Gesehen von Hans-Ulrich Pönack · 04.09.2013
Thomas Müller (Olli Dittrich) ist der absolute Norm-Deutsche, ein echter Herr Mustermann. Eigentlich "todlangweilig", wie sein Sohn findet, aber weil er so stinknormal ist, auf einmal im Visier von Marktforschungsunternehmen, die ihn rund um die Uhr ausspionieren.
Papa Helmut Dietl, 69, schwächelt ja seit geraumer Zeit filmisch, konnte mit seiner Komödie "Vom Suchen und Finden der Liebe" (2005) und zuletzt mit der Polit-Satire "Zettl" (2012) wenig punkten, bleibt aber dank der besten deutschen TV-Serie aller Zeiten "Kir Royal" (1986) und mit seinen Kinofilmen "Schtonk!" (1992) und "Rossini - oder die mörderische Frage, wer mit wem schlief" (1997) unübertroffen. Sohn David, 1979 in Los Angeles geboren, seit 1989 in München lebend, tritt mit dem Abschlussfilm seines Regie-Studiums an der Deutschen Film- und Fernsehakademie Berlin offenbar in seine Fußstapfen.

Er heißt Thomas Müller, ist 46 Jahre alt und stammt aus Normsen. Klingt nach Norm und trifft den inhaltlichen wie gedanklichen Faden. Thomas Müller ist brutalster deutscher Durchschnitt. Die definitive Mitte vom Maß. Nichts an ihm stinkt nach etwas Besonderem. Eine graue Mensch-Maus als grauer Angestellter. Der zwischen Schrankwand, Ledergarnitur und Großbildfernseher mit seiner Lehrer-Gattin Sabine (fein diszipliniert: Veronica Ferres) lebt.

Man redet etwa eine Viertelstunde pro Tag, dafür sitzt er bis zu vier Stunden abends vor dem Bildschirm (Lieblingsratesendung: "König von Deutschland"). Pünktlich um 6.18 Uhr klingelt früh der Wecker. Im Bad benötigt er knapp 24 Minuten, isst am Liebsten Schnitzel mit Kartoffelsalat, fährt einen VW. Ein deutscher Herr Mustermann.

Der hofierte Durchschnittsmensch
"Er ist todlangweilig und stinknormal", urteilt Sohn Alexander. Was also ist an diesem Trockenbruder Thomas Müller dran, dass "man" sich plötzlich "groß" für ihn interessiert? Das heißt - erst wird er aus seinem Job geschmissen, dann lernt er den charismatischen Herrn Schmidt kennen. Thomas Schmidt (Wanja Mues als präziser faustischer Verführer,der ihm sogleich einen neuen lukrativen Job bei einem aufstrebenden Industriedienstleistungsunternehmen ("Industries Limited") vermittelt, wo dieser Durchschnittsmensch erstaunlich hofiert wird.

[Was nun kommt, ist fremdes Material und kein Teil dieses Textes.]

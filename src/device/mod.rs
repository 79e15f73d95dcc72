//! Attached switch handling
//!
//! - [`chip`]: chip ids, families and PHY identifier matching
//! - [`b53`]: the device handle created at discovery

pub mod b53;
pub mod chip;

pub use b53::B53Device;
pub use chip::{
    B53_PHY_ID_MASK, B53_PHY_IDS, ChipFamily, ChipId, PhyIdMatch, Speed, identify_phy,
    matches_phy_id, read_phy_id,
};
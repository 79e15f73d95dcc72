//! ISR-safe switch and bus wrappers using critical sections.
//!
//! Provides [`SharedB53Device`] for sharing one attached switch between
//! execution contexts and [`SharedMdioBus`] for sharing one MDIO bus between
//! several register engines.

use super::primitives::CriticalSectionCell;
use crate::access::{RegisterAccess, RegisterAddress, Width};
use crate::device::{B53Device, ChipId};
use crate::error::Result;
use crate::hal::mdio::MdioBus;

/// ISR-safe B53 device wrapper using critical sections.
///
/// Every access runs inside one `critical_section::with()`, so the page
/// select, the data words and the strobe of one register access are never
/// interleaved with another context's access to the same switch.
///
/// # Example
///
/// ```ignore
/// static SWITCH: StaticCell<SharedB53Device<Regs>> = StaticCell::new();
///
/// let switch = SWITCH.init(SharedB53Device::new(B53Device::probe(mdio, delay, 0x1E, cfg)?));
///
/// // From any context
/// let link = switch.read16(0x01, 0x00)?;
/// switch.with(|dev| dev.write8(0x00, 0x0B, 0x07))?;
/// ```
pub struct SharedB53Device<A> {
    inner: CriticalSectionCell<B53Device<A>>,
}

impl<A: RegisterAccess> SharedB53Device<A> {
    /// Wrap a probed device (const, suitable for static initialization).
    pub const fn new(device: B53Device<A>) -> Self {
        Self {
            inner: CriticalSectionCell::new(device),
        }
    }

    /// Execute a closure with exclusive access to the device.
    ///
    /// Interrupts are disabled for the duration of the closure. Use this to
    /// group several accesses into one uninterrupted sequence.
    #[inline]
    pub fn with<R, F>(&self, f: F) -> R
    where
        F: FnOnce(&mut B53Device<A>) -> R,
    {
        self.inner.with(f)
    }

    /// Try to execute a closure, returning `None` if already borrowed.
    #[inline]
    pub fn try_with<R, F>(&self, f: F) -> Option<R>
    where
        F: FnOnce(&mut B53Device<A>) -> R,
    {
        self.inner.try_with(f)
    }

    /// Detach the device from the wrapper.
    pub fn into_inner(self) -> B53Device<A> {
        self.inner.into_inner()
    }

    /// Chip identified at discovery.
    pub fn chip(&self) -> ChipId {
        self.inner.with(|dev| dev.chip())
    }

    /// Read a register of the given width.
    #[inline]
    pub fn read(&self, addr: RegisterAddress, width: Width) -> Result<u64> {
        self.inner.with(|dev| dev.read(addr, width))
    }

    /// Write the low `width` bits of `value` to a register.
    #[inline]
    pub fn write(&self, addr: RegisterAddress, width: Width, value: u64) -> Result<()> {
        self.inner.with(|dev| dev.write(addr, width, value))
    }

    /// Read an 8-bit register.
    pub fn read8(&self, page: u8, offset: u8) -> Result<u8> {
        self.inner.with(|dev| dev.read8(page, offset))
    }

    /// Read a 16-bit register.
    pub fn read16(&self, page: u8, offset: u8) -> Result<u16> {
        self.inner.with(|dev| dev.read16(page, offset))
    }

    /// Read a 32-bit register.
    pub fn read32(&self, page: u8, offset: u8) -> Result<u32> {
        self.inner.with(|dev| dev.read32(page, offset))
    }

    /// Read a 48-bit register.
    pub fn read48(&self, page: u8, offset: u8) -> Result<u64> {
        self.inner.with(|dev| dev.read48(page, offset))
    }

    /// Read a 64-bit register.
    pub fn read64(&self, page: u8, offset: u8) -> Result<u64> {
        self.inner.with(|dev| dev.read64(page, offset))
    }

    /// Write an 8-bit register.
    pub fn write8(&self, page: u8, offset: u8, value: u8) -> Result<()> {
        self.inner.with(|dev| dev.write8(page, offset, value))
    }

    /// Write a 16-bit register.
    pub fn write16(&self, page: u8, offset: u8, value: u16) -> Result<()> {
        self.inner.with(|dev| dev.write16(page, offset, value))
    }

    /// Write a 32-bit register.
    pub fn write32(&self, page: u8, offset: u8, value: u32) -> Result<()> {
        self.inner.with(|dev| dev.write32(page, offset, value))
    }

    /// Write a 48-bit register.
    pub fn write48(&self, page: u8, offset: u8, value: u64) -> Result<()> {
        self.inner.with(|dev| dev.write48(page, offset, value))
    }

    /// Write a 64-bit register.
    pub fn write64(&self, page: u8, offset: u8, value: u64) -> Result<()> {
        self.inner.with(|dev| dev.write64(page, offset, value))
    }
}

impl<A: RegisterAccess> RegisterAccess for &SharedB53Device<A> {
    #[inline]
    fn read(&mut self, addr: RegisterAddress, width: Width) -> Result<u64> {
        SharedB53Device::read(self, addr, width)
    }

    #[inline]
    fn write(&mut self, addr: RegisterAddress, width: Width, value: u64) -> Result<()> {
        SharedB53Device::write(self, addr, width, value)
    }
}

/// ISR-safe MDIO bus wrapper using critical sections.
///
/// Lets several [`MdioRegisterAccess`](crate::access::MdioRegisterAccess)
/// engines share one bus through `&SharedMdioBus`. Each word transfer is one
/// critical section. Engines must sit on distinct bus addresses, since each
/// keeps its own page cache for its own pseudo-PHY.
pub struct SharedMdioBus<M> {
    inner: CriticalSectionCell<M>,
}

impl<M: MdioBus> SharedMdioBus<M> {
    /// Wrap a bus (const, suitable for static initialization).
    pub const fn new(bus: M) -> Self {
        Self {
            inner: CriticalSectionCell::new(bus),
        }
    }

    /// Execute a closure with exclusive access to the bus.
    #[inline]
    pub fn with<R, F>(&self, f: F) -> R
    where
        F: FnOnce(&mut M) -> R,
    {
        self.inner.with(f)
    }

    /// Detach the bus from the wrapper.
    pub fn into_inner(self) -> M {
        self.inner.into_inner()
    }
}

impl<M: MdioBus> MdioBus for &SharedMdioBus<M> {
    fn read(&mut self, phy_addr: u8, reg_addr: u8) -> Result<u16> {
        self.inner.with(|bus| bus.read(phy_addr, reg_addr))
    }

    fn write(&mut self, phy_addr: u8, reg_addr: u8, value: u16) -> Result<()> {
        self.inner.with(|bus| bus.write(phy_addr, reg_addr, value))
    }
}
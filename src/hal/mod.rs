//! Hardware Abstraction Layer
//!
//! The register engine never touches hardware directly. It rides on two
//! collaborator traits:
//!
//! - [`mdio::MdioBus`]: 16-bit register reads and writes on a management bus
//! - `embedded_hal::delay::DelayNs`: the pause between handshake polls
//!
//! Pass any delay implementation from your HAL (e.g., `esp_hal::delay::Delay`).

pub mod mdio;

pub use mdio::MdioBus;
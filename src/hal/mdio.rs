//! MDIO (Management Data Input/Output) transport
//!
//! The B53 register window is reached through ordinary Clause 22 register
//! accesses on the switch's pseudo-PHY address. This module defines the
//! transport contract the register engine consumes; the bus controller that
//! actually clocks MDC/MDIO (or tunnels the same accesses over SPI or I2C)
//! lives in the platform HAL.

use crate::error::Result;

// =============================================================================
// MDIO Bus Trait
// =============================================================================

/// Trait for MDIO bus operations
///
/// This trait can be implemented by different backends, allowing the
/// register engine to work with any bus that can move 16-bit words to and
/// from a `(phy_addr, reg_addr)` pair. Implementations report a failed
/// transfer as [`IoError::Bus`](crate::IoError::Bus).
///
/// # Example Implementation
///
/// ```ignore
/// struct HalMdio<'d> {
///     smi: esp_hal::Smi<'d>,
/// }
///
/// impl MdioBus for HalMdio<'_> {
///     fn read(&mut self, phy_addr: u8, reg_addr: u8) -> Result<u16> {
///         self.smi.read(phy_addr, reg_addr).map_err(|_| IoError::Bus.into())
///     }
///
///     fn write(&mut self, phy_addr: u8, reg_addr: u8, value: u16) -> Result<()> {
///         self.smi.write(phy_addr, reg_addr, value).map_err(|_| IoError::Bus.into())
///     }
/// }
/// ```
pub trait MdioBus {
    /// Read a PHY register
    fn read(&mut self, phy_addr: u8, reg_addr: u8) -> Result<u16>;

    /// Write a PHY register
    fn write(&mut self, phy_addr: u8, reg_addr: u8, value: u16) -> Result<()>;
}

impl<M: MdioBus + ?Sized> MdioBus for &mut M {
    #[inline]
    fn read(&mut self, phy_addr: u8, reg_addr: u8) -> Result<u16> {
        (**self).read(phy_addr, reg_addr)
    }

    #[inline]
    fn write(&mut self, phy_addr: u8, reg_addr: u8, value: u16) -> Result<()> {
        (**self).write(phy_addr, reg_addr, value)
    }
}
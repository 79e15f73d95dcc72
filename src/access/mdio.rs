//! Pseudo-PHY register engine
//!
//! The switch answers on one MDIO address (the pseudo-PHY, normally 0x1E) with
//! a tiny register window:
//!
//! | MII reg     | Function                                      |
//! |-------------|-----------------------------------------------|
//! | 0x10        | Page select: `page << 8 \| PAGE_ENABLE`        |
//! | 0x11        | Address strobe: `offset << 8 \| op bit`        |
//! | 0x18 - 0x1B | Data words, least-significant first           |
//!
//! A read strobes the address with the read bit, waits for the chip to clear
//! it, then collects the data words. A write stages the data words first and
//! strobes last, because the chip latches the data registers at strobe time.
//!
//! The engine caches the selected page so back-to-back accesses to one page
//! cost a single page-select transfer.

use embedded_hal::delay::DelayNs;

use crate::config::{B53Config, PollConfig};
use crate::constants::{
    ADDR_BUSY_MASK, ADDR_READ, ADDR_WRITE, PAGE_ENABLE, REG_MII_ADDR, REG_MII_DATA0, REG_MII_PAGE,
};
use crate::error::{IoError, Result};
use crate::hal::mdio::MdioBus;

use super::{RegisterAccess, RegisterAddress, Width};

/// Direction of one address strobe
#[derive(Debug, Clone, Copy, PartialEq, Eq)]
#[cfg_attr(feature = "defmt", derive(defmt::Format))]
pub enum Op {
    /// Load the register into the data window
    Read,
    /// Commit the data window into the register
    Write,
}

impl Op {
    /// Address register bit requesting this operation
    pub const fn bit(self) -> u16 {
        match self {
            Op::Read => ADDR_READ,
            Op::Write => ADDR_WRITE,
        }
    }
}

/// Register engine over an MDIO pseudo-PHY
///
/// Owns the bus, the delay used between handshake polls, and the page cache.
/// Exclusive access (`&mut self`) keeps a multi-word transaction from
/// interleaving with another; see [`SharedB53Device`](crate::sync::SharedB53Device)
/// for sharing one engine between contexts.
///
/// # Example
///
/// ```ignore
/// let mut regs = MdioRegisterAccess::new(mdio, delay, B53Config::default())?;
///
/// let port_ctrl = regs.read8(0x00, 0x00)?;
/// regs.write48(0x02, 0x10, 0x0200_0012_3456)?;
/// ```
#[derive(Debug)]
pub struct MdioRegisterAccess<M, D> {
    bus: M,
    delay: D,
    phy_addr: u8,
    poll: PollConfig,
    /// Last page written to the page register; `None` forces a page select
    current_page: Option<u8>,
}

impl<M: MdioBus, D: DelayNs> MdioRegisterAccess<M, D> {
    /// Create an engine after validating `config`
    ///
    /// The page cache starts out unknown, so the first access always selects
    /// its page.
    pub fn new(bus: M, delay: D, config: B53Config) -> Result<Self> {
        config.validate()?;
        Ok(Self {
            bus,
            delay,
            phy_addr: config.phy_addr,
            poll: config.poll,
            current_page: None,
        })
    }

    /// Page the chip is known to have selected, if any
    pub fn current_page(&self) -> Option<u8> {
        self.current_page
    }

    /// Forget the cached page so the next access selects it again
    ///
    /// Call this after the switch was reset or reattached behind the driver's
    /// back.
    pub fn invalidate_page(&mut self) {
        self.current_page = None;
    }

    /// Bus address of the pseudo-PHY
    pub fn phy_addr(&self) -> u8 {
        self.phy_addr
    }

    /// Active configuration
    pub fn config(&self) -> B53Config {
        B53Config {
            phy_addr: self.phy_addr,
            poll: self.poll,
        }
    }

    /// Borrow the underlying bus
    pub fn bus(&self) -> &M {
        &self.bus
    }

    /// Mutably borrow the underlying bus
    ///
    /// Raw accesses to the page register through this borrow desynchronize
    /// the page cache; call [`invalidate_page`](Self::invalidate_page) after.
    pub fn bus_mut(&mut self) -> &mut M {
        &mut self.bus
    }

    /// Borrow the delay provider
    pub fn delay(&self) -> &D {
        &self.delay
    }

    /// Tear down the engine, returning the bus and delay
    pub fn release(self) -> (M, D) {
        (self.bus, self.delay)
    }

    /// Perform one page-select / address-strobe / poll handshake
    ///
    /// For [`Op::Read`] this leaves the register value in the data window;
    /// for [`Op::Write`] the data window must already be staged.
    pub fn handshake(&mut self, addr: RegisterAddress, op: Op) -> Result<()> {
        self.select_page(addr.page)?;

        self.bus.write(
            self.phy_addr,
            REG_MII_ADDR,
            ((addr.offset as u16) << 8) | op.bit(),
        )?;

        self.wait_strobe_done(addr)
    }

    fn select_page(&mut self, page: u8) -> Result<()> {
        if self.current_page == Some(page) {
            return Ok(());
        }

        self.bus
            .write(self.phy_addr, REG_MII_PAGE, ((page as u16) << 8) | PAGE_ENABLE)?;
        self.current_page = Some(page);

        #[cfg(feature = "defmt")]
        defmt::debug!("B53 page select: {:#04x}", page);

        Ok(())
    }

    /// Poll the address register until the chip clears both op bits
    fn wait_strobe_done(&mut self, addr: RegisterAddress) -> Result<()> {
        for _ in 0..self.poll.attempts {
            let status = self.bus.read(self.phy_addr, REG_MII_ADDR)?;
            if status & ADDR_BUSY_MASK == 0 {
                return Ok(());
            }
            self.delay.delay_us(self.poll.min_delay_us);
        }

        #[cfg(feature = "defmt")]
        defmt::warn!(
            "B53 access to page {:#04x} offset {:#04x} still busy after {} polls",
            addr.page,
            addr.offset,
            self.poll.attempts
        );
        #[cfg(not(feature = "defmt"))]
        let _ = addr;

        Err(IoError::Timeout.into())
    }

    fn read_word(&mut self, slot: u8) -> Result<u16> {
        self.bus.read(self.phy_addr, REG_MII_DATA0 + slot)
    }

    fn write_word(&mut self, slot: u8, word: u16) -> Result<()> {
        self.bus.write(self.phy_addr, REG_MII_DATA0 + slot, word)
    }
}

impl<M: MdioBus, D: DelayNs> RegisterAccess for MdioRegisterAccess<M, D> {
    fn read(&mut self, addr: RegisterAddress, width: Width) -> Result<u64> {
        self.handshake(addr, Op::Read)?;

        let value = match width {
            Width::W8 => (self.read_word(0)? & 0xFF) as u64,
            Width::W16 => self.read_word(0)? as u64,
            Width::W32 => {
                let low = self.read_word(0)? as u64;
                let high = self.read_word(1)? as u64;
                low | (high << 16)
            }
            // Most-significant word first so each shift moves earlier words up.
            Width::W48 | Width::W64 => {
                let mut acc = 0u64;
                for slot in (0..width.words()).rev() {
                    acc = (acc << 16) | self.read_word(slot)? as u64;
                }
                acc
            }
        };

        Ok(value)
    }

    fn write(&mut self, addr: RegisterAddress, width: Width, value: u64) -> Result<()> {
        let mut remaining = value & width.mask();
        for slot in 0..width.words() {
            self.write_word(slot, remaining as u16)?;
            remaining >>= 16;
        }

        self.handshake(addr, Op::Write)
    }
}

// =============================================================================
// Unit Tests
// =============================================================================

Mit neuer Brille ("Du siehst aus wie Honecker", meint allerdings sein Vater) und neuen Rauchmeldern in der Wohnung, sowie mit der guten Aussicht, sich doch nun das Eigenheim auf der Vorortwiese demnächst leisten zu können.

Natürlich stimmt hier 'was nicht. Thomas Müller ist ein Auserwählter. Man hat gerade ihn bewusst "entdeckt" und kräftig manipuliert. Denn er ist das ideale Wesen für die Marktforschung. Klar, sein Denken, Handeln, seine Bewegungen und Bemerkungen sind das Nonplusultra für den deutschen Massengeschmack. Im Konsum ebenso wie im "Politischen"- für die nächsten Wahlen zum Beispiel. Also wurde und wird dieser Thomas Müller rund um die Uhr "abgeklopft", beobachtet, analysiert, befragt. Bis er das - endlich - schnallt und gemeinsam mit seinem Sohn und dessen Freundin zurückschlägt. Während seine Gattin ("Ich liebe Fußbodenheizung") ihn längst schon "veräußert" hat und mit "Denen" kooperiert.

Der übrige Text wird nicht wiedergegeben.